# EXERCISE DIRECTIONS
Figure out how many lines in the records below hold the string "ServiceManager". That number alone is the answer.

# EXTRACTED MATERIAL
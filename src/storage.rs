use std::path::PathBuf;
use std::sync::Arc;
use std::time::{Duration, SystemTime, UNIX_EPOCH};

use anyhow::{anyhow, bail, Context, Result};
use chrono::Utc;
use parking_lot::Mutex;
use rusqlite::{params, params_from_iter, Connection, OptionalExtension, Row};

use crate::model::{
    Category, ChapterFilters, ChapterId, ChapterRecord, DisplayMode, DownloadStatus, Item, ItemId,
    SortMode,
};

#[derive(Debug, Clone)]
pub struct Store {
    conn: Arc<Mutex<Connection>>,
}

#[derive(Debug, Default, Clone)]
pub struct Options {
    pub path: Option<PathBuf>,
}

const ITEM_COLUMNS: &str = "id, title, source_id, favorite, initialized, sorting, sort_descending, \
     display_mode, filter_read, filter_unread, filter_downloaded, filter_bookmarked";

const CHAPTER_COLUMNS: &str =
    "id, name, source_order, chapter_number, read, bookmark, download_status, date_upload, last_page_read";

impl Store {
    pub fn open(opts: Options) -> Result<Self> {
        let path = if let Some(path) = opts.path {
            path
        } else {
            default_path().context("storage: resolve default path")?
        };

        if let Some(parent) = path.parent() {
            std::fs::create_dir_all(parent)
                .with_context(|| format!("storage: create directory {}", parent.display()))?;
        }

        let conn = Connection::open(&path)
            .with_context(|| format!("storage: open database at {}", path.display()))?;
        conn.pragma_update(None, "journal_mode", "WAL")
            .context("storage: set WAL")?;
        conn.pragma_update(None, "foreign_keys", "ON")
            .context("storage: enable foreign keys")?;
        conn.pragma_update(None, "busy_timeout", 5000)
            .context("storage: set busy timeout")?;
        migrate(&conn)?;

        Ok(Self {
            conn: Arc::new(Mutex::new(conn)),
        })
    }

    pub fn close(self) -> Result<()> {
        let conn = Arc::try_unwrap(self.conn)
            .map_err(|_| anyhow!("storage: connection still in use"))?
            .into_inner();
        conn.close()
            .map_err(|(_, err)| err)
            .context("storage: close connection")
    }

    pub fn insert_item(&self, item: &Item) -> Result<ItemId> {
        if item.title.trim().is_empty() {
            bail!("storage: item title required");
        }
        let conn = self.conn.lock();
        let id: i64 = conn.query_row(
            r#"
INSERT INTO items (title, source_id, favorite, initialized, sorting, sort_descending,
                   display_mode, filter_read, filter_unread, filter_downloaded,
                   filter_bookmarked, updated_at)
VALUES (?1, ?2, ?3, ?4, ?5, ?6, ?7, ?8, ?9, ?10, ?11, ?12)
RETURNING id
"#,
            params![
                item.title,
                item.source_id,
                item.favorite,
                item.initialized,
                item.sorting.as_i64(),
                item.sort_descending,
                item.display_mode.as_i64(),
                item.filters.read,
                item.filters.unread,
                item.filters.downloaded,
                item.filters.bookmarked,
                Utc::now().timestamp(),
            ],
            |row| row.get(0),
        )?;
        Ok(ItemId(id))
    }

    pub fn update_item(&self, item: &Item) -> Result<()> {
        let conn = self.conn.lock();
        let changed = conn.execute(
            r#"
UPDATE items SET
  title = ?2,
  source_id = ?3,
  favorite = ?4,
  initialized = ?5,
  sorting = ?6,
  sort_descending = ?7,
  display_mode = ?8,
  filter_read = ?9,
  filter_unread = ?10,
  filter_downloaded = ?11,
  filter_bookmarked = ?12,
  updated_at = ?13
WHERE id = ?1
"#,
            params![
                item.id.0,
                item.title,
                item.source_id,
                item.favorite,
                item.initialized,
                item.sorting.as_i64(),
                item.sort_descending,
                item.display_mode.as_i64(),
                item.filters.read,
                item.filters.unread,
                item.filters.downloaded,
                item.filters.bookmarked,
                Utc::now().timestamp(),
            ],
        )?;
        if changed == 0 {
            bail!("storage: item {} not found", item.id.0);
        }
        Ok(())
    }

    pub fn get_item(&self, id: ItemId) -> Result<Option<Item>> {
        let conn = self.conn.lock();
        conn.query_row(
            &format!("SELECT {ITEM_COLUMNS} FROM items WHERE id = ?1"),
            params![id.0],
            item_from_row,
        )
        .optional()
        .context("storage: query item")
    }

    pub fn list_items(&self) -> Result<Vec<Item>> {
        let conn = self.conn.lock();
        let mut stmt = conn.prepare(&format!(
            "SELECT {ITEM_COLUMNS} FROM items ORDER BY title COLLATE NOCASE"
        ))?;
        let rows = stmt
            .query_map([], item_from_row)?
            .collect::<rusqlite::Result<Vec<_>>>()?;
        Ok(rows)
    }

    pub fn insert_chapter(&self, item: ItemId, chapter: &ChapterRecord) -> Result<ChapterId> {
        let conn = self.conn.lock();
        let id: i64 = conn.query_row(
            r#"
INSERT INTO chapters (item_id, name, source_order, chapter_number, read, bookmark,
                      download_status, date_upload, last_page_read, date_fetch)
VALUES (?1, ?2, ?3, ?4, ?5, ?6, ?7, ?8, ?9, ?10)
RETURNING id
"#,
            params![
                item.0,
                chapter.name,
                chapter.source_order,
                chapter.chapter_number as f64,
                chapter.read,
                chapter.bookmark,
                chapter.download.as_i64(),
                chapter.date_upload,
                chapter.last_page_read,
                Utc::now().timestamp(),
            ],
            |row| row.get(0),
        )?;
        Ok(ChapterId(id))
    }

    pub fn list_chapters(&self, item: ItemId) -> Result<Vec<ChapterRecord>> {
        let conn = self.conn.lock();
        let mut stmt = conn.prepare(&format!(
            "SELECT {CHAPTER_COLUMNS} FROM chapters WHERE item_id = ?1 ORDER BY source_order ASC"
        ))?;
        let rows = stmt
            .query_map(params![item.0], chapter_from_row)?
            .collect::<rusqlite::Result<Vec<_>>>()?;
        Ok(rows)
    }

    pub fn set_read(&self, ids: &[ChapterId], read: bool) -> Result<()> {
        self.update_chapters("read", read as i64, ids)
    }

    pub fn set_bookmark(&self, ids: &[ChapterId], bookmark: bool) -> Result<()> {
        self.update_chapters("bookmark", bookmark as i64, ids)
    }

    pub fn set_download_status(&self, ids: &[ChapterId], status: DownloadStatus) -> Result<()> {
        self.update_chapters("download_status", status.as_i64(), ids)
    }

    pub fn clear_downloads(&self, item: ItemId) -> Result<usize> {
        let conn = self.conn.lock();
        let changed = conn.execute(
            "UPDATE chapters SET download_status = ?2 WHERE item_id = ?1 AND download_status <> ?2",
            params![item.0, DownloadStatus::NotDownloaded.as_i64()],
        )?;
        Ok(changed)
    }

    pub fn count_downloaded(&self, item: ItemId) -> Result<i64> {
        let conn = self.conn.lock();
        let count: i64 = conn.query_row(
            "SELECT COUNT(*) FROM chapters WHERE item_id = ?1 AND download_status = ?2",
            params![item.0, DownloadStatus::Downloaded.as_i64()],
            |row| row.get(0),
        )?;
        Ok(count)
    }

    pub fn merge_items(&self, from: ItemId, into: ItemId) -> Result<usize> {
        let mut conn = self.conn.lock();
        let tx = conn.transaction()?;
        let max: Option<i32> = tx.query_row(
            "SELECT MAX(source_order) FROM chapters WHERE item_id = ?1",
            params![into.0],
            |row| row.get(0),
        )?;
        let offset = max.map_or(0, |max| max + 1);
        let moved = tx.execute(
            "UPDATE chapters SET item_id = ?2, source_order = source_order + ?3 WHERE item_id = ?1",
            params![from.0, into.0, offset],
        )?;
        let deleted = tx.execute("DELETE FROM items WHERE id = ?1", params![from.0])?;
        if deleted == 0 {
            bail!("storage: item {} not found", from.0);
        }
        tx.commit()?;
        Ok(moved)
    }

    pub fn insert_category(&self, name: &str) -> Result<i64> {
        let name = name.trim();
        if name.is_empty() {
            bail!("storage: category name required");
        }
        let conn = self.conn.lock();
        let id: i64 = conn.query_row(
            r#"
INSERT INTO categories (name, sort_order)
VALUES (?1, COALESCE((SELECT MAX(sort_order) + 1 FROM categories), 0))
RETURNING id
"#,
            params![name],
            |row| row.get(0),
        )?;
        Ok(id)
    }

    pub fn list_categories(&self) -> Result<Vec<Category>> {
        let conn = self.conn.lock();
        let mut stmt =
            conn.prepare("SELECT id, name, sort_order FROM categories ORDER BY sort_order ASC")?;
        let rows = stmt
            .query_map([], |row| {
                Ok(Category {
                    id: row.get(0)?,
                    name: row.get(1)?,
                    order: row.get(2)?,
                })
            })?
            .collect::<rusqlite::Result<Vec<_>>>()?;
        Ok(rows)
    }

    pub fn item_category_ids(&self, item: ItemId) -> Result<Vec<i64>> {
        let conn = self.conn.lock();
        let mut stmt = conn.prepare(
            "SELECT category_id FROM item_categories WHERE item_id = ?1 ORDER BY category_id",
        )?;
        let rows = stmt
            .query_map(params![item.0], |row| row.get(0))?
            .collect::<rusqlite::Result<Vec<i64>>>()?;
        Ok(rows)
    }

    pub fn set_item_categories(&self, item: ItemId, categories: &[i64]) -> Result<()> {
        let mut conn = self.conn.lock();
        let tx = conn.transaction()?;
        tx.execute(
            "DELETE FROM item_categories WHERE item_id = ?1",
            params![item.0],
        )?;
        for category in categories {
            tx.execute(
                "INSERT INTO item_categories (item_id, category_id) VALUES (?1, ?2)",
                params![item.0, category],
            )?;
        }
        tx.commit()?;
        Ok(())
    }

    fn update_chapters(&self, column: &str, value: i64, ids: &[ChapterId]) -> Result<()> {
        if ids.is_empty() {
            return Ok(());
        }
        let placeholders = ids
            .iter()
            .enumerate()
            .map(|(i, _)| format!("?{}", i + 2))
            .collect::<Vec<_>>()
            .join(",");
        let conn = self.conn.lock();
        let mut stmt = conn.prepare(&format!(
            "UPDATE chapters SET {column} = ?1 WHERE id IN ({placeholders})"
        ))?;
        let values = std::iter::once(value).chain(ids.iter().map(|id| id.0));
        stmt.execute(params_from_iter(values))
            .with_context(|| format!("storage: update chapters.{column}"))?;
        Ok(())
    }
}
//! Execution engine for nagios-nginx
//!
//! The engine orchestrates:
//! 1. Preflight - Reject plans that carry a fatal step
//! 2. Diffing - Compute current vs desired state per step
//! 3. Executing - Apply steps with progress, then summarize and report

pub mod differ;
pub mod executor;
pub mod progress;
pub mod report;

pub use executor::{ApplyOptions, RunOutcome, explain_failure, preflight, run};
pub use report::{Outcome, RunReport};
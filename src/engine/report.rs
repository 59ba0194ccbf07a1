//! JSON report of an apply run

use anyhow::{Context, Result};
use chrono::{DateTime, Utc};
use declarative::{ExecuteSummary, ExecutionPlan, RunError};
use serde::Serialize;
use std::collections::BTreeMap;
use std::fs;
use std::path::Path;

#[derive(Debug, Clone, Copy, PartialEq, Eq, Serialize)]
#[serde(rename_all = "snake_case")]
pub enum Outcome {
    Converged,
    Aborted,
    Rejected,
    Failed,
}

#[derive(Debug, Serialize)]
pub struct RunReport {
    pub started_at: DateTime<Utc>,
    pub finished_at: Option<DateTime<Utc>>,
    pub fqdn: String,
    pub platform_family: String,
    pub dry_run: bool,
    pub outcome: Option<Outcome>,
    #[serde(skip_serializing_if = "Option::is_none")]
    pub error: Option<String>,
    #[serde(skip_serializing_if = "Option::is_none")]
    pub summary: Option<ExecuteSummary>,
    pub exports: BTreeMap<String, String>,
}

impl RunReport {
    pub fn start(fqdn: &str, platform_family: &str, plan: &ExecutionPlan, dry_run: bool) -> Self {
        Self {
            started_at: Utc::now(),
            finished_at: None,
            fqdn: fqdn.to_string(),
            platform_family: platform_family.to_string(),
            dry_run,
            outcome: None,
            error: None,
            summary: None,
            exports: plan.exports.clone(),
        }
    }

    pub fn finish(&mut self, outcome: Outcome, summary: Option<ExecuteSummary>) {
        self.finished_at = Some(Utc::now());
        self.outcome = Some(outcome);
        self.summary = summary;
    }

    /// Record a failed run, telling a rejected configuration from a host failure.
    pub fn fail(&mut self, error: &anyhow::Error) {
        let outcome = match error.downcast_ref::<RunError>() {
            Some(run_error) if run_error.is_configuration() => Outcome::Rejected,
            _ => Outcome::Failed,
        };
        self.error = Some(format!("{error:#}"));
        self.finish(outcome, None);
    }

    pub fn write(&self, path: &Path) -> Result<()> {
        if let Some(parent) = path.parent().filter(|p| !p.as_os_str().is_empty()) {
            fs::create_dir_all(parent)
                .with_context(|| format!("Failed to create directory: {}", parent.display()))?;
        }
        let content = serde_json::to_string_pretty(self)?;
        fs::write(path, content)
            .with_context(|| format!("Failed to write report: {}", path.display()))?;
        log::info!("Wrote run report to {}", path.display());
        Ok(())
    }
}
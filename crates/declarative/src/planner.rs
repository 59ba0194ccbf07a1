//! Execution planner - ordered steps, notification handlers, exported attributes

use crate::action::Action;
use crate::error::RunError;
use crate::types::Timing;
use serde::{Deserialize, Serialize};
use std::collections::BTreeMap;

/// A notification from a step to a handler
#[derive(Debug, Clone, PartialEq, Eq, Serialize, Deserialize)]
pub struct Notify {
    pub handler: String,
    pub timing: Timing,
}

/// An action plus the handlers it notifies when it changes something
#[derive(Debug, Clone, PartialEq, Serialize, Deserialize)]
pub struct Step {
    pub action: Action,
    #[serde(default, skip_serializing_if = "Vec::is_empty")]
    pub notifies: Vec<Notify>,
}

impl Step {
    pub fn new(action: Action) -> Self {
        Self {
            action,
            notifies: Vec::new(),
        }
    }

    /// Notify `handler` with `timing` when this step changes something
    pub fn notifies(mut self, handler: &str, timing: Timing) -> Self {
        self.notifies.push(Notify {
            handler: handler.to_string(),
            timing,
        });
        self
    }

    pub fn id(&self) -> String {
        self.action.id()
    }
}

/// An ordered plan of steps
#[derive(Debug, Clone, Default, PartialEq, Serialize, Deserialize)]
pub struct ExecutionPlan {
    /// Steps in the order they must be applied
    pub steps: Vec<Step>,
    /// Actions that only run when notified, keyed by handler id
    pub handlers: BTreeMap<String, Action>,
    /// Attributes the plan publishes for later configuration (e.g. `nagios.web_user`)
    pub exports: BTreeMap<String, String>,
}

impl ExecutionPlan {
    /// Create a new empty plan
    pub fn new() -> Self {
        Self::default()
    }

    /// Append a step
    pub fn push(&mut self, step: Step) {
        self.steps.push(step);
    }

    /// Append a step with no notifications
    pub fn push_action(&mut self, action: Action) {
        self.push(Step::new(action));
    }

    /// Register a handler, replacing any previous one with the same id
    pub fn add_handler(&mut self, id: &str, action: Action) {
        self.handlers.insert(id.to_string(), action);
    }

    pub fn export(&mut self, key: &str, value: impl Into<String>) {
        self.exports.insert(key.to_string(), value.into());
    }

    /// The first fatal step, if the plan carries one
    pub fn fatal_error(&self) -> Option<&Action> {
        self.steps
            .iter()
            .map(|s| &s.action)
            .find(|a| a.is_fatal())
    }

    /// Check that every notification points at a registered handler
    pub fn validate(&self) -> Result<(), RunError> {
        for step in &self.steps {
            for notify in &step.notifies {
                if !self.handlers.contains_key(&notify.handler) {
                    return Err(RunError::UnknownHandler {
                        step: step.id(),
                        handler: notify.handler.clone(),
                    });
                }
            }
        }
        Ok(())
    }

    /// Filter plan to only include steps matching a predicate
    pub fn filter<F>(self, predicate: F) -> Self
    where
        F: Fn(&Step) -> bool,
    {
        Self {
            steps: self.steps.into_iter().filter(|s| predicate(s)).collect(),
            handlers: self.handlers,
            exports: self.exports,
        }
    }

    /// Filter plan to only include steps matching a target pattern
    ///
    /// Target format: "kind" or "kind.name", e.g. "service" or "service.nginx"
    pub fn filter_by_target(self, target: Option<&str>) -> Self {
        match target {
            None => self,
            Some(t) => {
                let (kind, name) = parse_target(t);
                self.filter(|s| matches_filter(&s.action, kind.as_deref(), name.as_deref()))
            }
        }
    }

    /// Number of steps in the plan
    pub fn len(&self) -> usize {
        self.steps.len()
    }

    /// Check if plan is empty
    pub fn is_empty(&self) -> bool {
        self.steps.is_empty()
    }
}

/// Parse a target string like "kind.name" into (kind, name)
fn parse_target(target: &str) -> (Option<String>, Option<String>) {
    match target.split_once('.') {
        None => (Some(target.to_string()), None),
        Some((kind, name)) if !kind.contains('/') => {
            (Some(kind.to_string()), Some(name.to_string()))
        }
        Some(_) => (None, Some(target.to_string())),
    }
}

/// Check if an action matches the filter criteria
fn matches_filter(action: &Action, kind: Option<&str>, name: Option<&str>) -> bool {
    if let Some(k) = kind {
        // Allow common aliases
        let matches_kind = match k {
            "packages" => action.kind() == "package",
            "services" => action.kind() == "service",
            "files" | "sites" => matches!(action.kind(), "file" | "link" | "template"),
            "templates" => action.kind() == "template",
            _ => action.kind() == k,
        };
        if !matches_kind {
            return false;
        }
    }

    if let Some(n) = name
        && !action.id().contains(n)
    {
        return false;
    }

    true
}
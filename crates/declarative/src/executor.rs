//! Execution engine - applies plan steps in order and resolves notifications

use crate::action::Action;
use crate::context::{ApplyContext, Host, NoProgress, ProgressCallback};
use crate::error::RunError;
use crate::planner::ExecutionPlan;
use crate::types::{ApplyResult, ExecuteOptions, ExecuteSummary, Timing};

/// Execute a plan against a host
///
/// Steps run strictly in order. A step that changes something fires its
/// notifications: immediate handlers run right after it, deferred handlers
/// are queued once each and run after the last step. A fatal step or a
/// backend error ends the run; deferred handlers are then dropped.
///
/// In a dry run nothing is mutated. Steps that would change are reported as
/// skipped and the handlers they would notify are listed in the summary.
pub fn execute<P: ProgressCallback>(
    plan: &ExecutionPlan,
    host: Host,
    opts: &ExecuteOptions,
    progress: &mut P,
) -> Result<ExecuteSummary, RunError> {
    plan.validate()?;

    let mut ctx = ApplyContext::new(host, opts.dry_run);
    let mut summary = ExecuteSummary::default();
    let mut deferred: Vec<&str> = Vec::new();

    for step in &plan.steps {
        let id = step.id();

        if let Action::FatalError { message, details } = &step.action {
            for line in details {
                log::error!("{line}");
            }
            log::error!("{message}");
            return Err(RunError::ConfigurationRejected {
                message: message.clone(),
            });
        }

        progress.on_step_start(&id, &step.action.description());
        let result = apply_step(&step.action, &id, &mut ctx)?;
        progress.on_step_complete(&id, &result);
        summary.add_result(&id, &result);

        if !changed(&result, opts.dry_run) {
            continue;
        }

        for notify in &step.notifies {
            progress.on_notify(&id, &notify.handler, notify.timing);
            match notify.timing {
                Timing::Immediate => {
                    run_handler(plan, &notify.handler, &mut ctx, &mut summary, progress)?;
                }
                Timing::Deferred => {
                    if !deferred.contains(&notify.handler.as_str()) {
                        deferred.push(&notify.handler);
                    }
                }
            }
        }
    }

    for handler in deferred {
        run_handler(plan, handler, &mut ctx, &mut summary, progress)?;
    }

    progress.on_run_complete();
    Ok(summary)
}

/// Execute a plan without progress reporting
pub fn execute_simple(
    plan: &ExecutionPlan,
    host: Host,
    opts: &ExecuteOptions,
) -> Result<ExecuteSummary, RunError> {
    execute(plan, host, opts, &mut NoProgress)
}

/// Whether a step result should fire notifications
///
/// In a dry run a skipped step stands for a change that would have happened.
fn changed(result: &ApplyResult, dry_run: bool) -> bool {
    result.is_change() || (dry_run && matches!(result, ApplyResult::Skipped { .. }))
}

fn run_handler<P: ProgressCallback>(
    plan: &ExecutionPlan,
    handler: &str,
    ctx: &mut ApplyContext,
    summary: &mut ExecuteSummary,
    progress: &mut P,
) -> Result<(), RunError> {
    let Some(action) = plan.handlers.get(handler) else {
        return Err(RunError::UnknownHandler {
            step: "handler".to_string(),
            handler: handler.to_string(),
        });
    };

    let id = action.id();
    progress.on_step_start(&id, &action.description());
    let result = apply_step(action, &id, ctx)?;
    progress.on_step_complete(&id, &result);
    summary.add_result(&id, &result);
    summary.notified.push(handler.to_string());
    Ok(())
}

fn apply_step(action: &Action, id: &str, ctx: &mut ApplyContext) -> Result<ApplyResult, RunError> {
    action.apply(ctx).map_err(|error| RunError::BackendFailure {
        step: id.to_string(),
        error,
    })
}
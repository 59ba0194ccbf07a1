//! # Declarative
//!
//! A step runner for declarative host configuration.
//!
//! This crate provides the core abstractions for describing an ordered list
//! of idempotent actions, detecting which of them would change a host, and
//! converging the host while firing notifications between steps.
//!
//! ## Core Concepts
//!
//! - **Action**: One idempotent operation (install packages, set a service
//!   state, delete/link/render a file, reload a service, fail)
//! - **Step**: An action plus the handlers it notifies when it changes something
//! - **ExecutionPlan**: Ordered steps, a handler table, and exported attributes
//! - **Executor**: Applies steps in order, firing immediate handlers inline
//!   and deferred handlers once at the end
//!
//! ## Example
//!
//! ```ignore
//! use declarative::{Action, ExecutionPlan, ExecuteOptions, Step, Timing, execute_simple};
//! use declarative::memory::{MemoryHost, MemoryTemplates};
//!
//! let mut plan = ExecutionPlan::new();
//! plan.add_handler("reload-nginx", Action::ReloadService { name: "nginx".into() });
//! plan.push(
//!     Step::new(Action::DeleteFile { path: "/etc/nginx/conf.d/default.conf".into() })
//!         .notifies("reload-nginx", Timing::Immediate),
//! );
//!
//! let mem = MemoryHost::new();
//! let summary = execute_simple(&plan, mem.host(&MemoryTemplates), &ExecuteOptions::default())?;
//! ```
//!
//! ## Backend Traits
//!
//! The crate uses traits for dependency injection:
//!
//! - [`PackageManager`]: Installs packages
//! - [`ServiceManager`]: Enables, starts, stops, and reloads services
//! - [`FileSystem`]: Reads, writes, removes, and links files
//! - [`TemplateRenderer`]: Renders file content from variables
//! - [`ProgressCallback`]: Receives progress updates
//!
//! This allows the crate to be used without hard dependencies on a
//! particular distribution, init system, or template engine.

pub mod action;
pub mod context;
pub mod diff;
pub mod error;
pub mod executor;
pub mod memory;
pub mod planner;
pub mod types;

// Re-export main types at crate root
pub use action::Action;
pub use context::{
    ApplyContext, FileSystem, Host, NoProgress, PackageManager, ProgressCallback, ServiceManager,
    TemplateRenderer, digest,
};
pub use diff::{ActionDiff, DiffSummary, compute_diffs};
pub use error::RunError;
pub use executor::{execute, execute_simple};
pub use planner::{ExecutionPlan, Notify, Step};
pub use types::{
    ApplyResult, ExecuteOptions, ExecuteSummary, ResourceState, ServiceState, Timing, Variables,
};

# SOLVED EXERCISE
2